The molecular underpinnings of platelet activation in ischemic stroke remain elusive. A transient rise in cytosolic free Ca2+, [Ca2+]i, is presumed to be critical in triggering temporary platelet adhesion whereas sustained calcium signal is necessary for irreversible platelet aggregation and thrombosis27. Apart from platelet hyperactivity, hypercoagulability is, too, associated with a heightened risk of cerebrovascular accidents, including ischemic stroke28. Several studies have attributed greater platelet reactivity, higher blood level of fibrinogen, and/or stimulated coagulation system to higher incidence of recurrent vascular events18,29.

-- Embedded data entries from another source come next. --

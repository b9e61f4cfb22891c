//! Earthdata credentials in a `.netrc` file.
//!
//! The NDSI listing and its signed downloads require an Earthdata login.
//! [`ensure_netrc`] writes the machine entry once from the
//! `EARTHDATA_USERNAME` / `EARTHDATA_PASSWORD` environment variables when
//! no netrc exists yet; [`Netrc`] reads it back so the NDSI client can
//! attach basic auth to requests for the configured machine.

use std::path::{Path, PathBuf};

use crate::SourceError;

/// Environment variable holding the Earthdata user name.
pub const USERNAME_ENV: &str = "EARTHDATA_USERNAME";

/// Environment variable holding the Earthdata password.
pub const PASSWORD_ENV: &str = "EARTHDATA_PASSWORD";

/// A login for one machine.
#[derive(Clone, PartialEq, Eq)]
pub struct Credentials {
    /// User name.
    pub login: String,
    /// Password.
    pub password: String,
}

impl std::fmt::Debug for Credentials {
    fn fmt(&self, f: &mut std::fmt::Formatter<'_>) -> std::fmt::Result {
        f.debug_struct("Credentials")
            .field("login", &self.login)
            .field("password", &"***")
            .finish()
    }
}

/// Parsed `.netrc` contents.
#[derive(Debug, Clone, Default, PartialEq, Eq)]
pub struct Netrc {
    machines: Vec<(String, Credentials)>,
    default: Option<Credentials>,
}

impl Netrc {
    /// Parses netrc text (`machine`, `login`, `password`, `default`
    /// tokens; `account` and `macdef` are skipped).
    #[must_use]
    pub fn parse(text: &str) -> Self {
        let mut netrc = Self::default();
        let mut tokens = text.split_whitespace();

        // (machine name or None for `default`, login, password)
        let mut current: Option<(Option<String>, String, String)> = None;

        let flush = |netrc: &mut Self, entry: Option<(Option<String>, String, String)>| {
            if let Some((machine, login, password)) = entry {
                let creds = Credentials { login, password };
                match machine {
                    Some(host) => netrc.machines.push((host, creds)),
                    None => netrc.default = Some(creds),
                }
            }
        };

        while let Some(token) = tokens.next() {
            match token {
                "machine" => {
                    flush(&mut netrc, current.take());
                    let host = tokens.next().unwrap_or_default().to_string();
                    current = Some((Some(host), String::new(), String::new()));
                }
                "default" => {
                    flush(&mut netrc, current.take());
                    current = Some((None, String::new(), String::new()));
                }
                "login" => {
                    if let (Some(entry), Some(value)) = (current.as_mut(), tokens.next()) {
                        value.clone_into(&mut entry.1);
                    }
                }
                "password" => {
                    if let (Some(entry), Some(value)) = (current.as_mut(), tokens.next()) {
                        value.clone_into(&mut entry.2);
                    }
                }
                "account" => {
                    tokens.next();
                }
                "macdef" => {
                    tokens.next();
                }
                _ => {}
            }
        }
        flush(&mut netrc, current.take());

        netrc
    }

    /// Reads and parses the netrc at `path`.
    ///
    /// # Errors
    ///
    /// Returns [`SourceError::Io`] if the file cannot be read.
    pub fn load(path: &Path) -> Result<Self, SourceError> {
        let text = std::fs::read_to_string(path).map_err(|e| SourceError::io(path, e))?;
        Ok(Self::parse(&text))
    }

    /// Credentials for `host`, falling back to the `default` entry.
    #[must_use]
    pub fn credentials_for(&self, host: &str) -> Option<&Credentials> {
        self.machines
            .iter()
            .find(|(machine, _)| machine.eq_ignore_ascii_case(host))
            .map(|(_, creds)| creds)
            .or(self.default.as_ref())
    }
}

/// `$HOME/.netrc`, if `HOME` is set.
#[must_use]
pub fn default_netrc_path() -> Option<PathBuf> {
    std::env::var_os("HOME").map(|home| PathBuf::from(home).join(".netrc"))
}

/// Writes a netrc entry for `machine` at `path` unless the file exists.
///
/// Returns `true` if the file was written. The file is created with mode
/// `0600` on Unix.
///
/// # Errors
///
/// Returns [`SourceError::Configuration`] if the file is absent and either
/// credential is missing, or [`SourceError::Io`] if it cannot be written.
pub fn ensure_netrc(
    path: &Path,
    machine: &str,
    username: Option<&str>,
    password: Option<&str>,
) -> Result<bool, SourceError> {
    if path.exists() {
        log::debug!("Using existing credentials in {}", path.display());
        return Ok(false);
    }

    let (Some(username), Some(password)) = (
        username.filter(|u| !u.is_empty()),
        password.filter(|p| !p.is_empty()),
    ) else {
        log::error!("Missing {USERNAME_ENV} or {PASSWORD_ENV} in environment.");
        return Err(SourceError::Configuration(format!(
            "missing {USERNAME_ENV} or {PASSWORD_ENV} and no credentials at {}",
            path.display()
        )));
    };

    if let Some(parent) = path.parent() {
        std::fs::create_dir_all(parent).map_err(|e| SourceError::io(parent, e))?;
    }
    std::fs::write(
        path,
        format!("machine {machine}\nlogin {username}\npassword {password}\n"),
    )
    .map_err(|e| SourceError::io(path, e))?;

    #[cfg(unix)]
    {
        use std::os::unix::fs::PermissionsExt as _;
        std::fs::set_permissions(path, std::fs::Permissions::from_mode(0o600))
            .map_err(|e| SourceError::io(path, e))?;
    }

    log::info!("Wrote credentials for {machine} to {}", path.display());
    Ok(true)
}

/// [`ensure_netrc`] with the credentials taken from [`USERNAME_ENV`] and
/// [`PASSWORD_ENV`].
///
/// # Errors
///
/// See [`ensure_netrc`].
pub fn ensure_netrc_from_env(path: &Path, machine: &str) -> Result<bool, SourceError> {
    let username = std::env::var(USERNAME_ENV).ok();
    let password = std::env::var(PASSWORD_ENV).ok();
    ensure_netrc(path, machine, username.as_deref(), password.as_deref())
}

Notably, most studies on platelet hyperactivity in stroke focus on ischemic stroke though there is dearth of serious research on the cryptogenic stroke subtype. Lack of information on underlying molecular details leading to platelet hyper-responsiveness is the major impediment in developing effective anti-thrombotic and anti-platelet therapeutic measures. Since platelet hyperactivity could either be the cause or consequence of thrombosis in cryptogenic stroke, we chose cardioembolic stroke as the control group where aetiology is related to blood stasis rather than platelet hyperactivity while being associated with thrombosis. In the present study, we have investigated platelet responsiveness in cryptogenic stroke compared to cardioembolic stroke and have evaluated agonist-induced platelet responses in both groups.

Material and methods

Materials

Thrombin receptor activating peptide, TRAP (# S1820) was the product of Sigma. Anti-CD62P (# 550561), anti-CD14 (# 555397) and anti-CD41a (#559777) antibodies, and BD FACS Lysing Solution (# 349202) were from BD Biosciences. Kaolin vials along with cups and pins (# 39235010) were purchased from Haemonetics. Fluo-4/AM (# F14201) was the product of Invitrogen. All other reagents were of analytical grade. Type I deionized water (18.2 MΩ.cm, Millipore) was used for preparation of solutions.

Patient selection

All the patients were evaluated keeping with the latest American Heart Association/American Stroke Association guideline for stroke management. A complete evaluation, including clinical assessment and neurological examination, was carried out in line with the National Institutes of Health Stroke Scale (NIHSS) within 60 min of the patient’s arrival. The patient underwent a diagnostic evaluation to establish stroke type and etiological classification as per TOAST. Complete clinical and demographic profile, as well as vascular risk factors (blood pressure > 140/90 mm Hg at two readings before stroke or 15 days after stroke or on an antihypertensive regimen, elevated haemoglobin A1c or elevated blood glucose at two lessons before or 15 days after stroke or on an anti-diabetic treatment, total cholesterol 150–250 mg/dl or triglycerides 10–250 mg/dl or a lipid-lowering medication) were recorded.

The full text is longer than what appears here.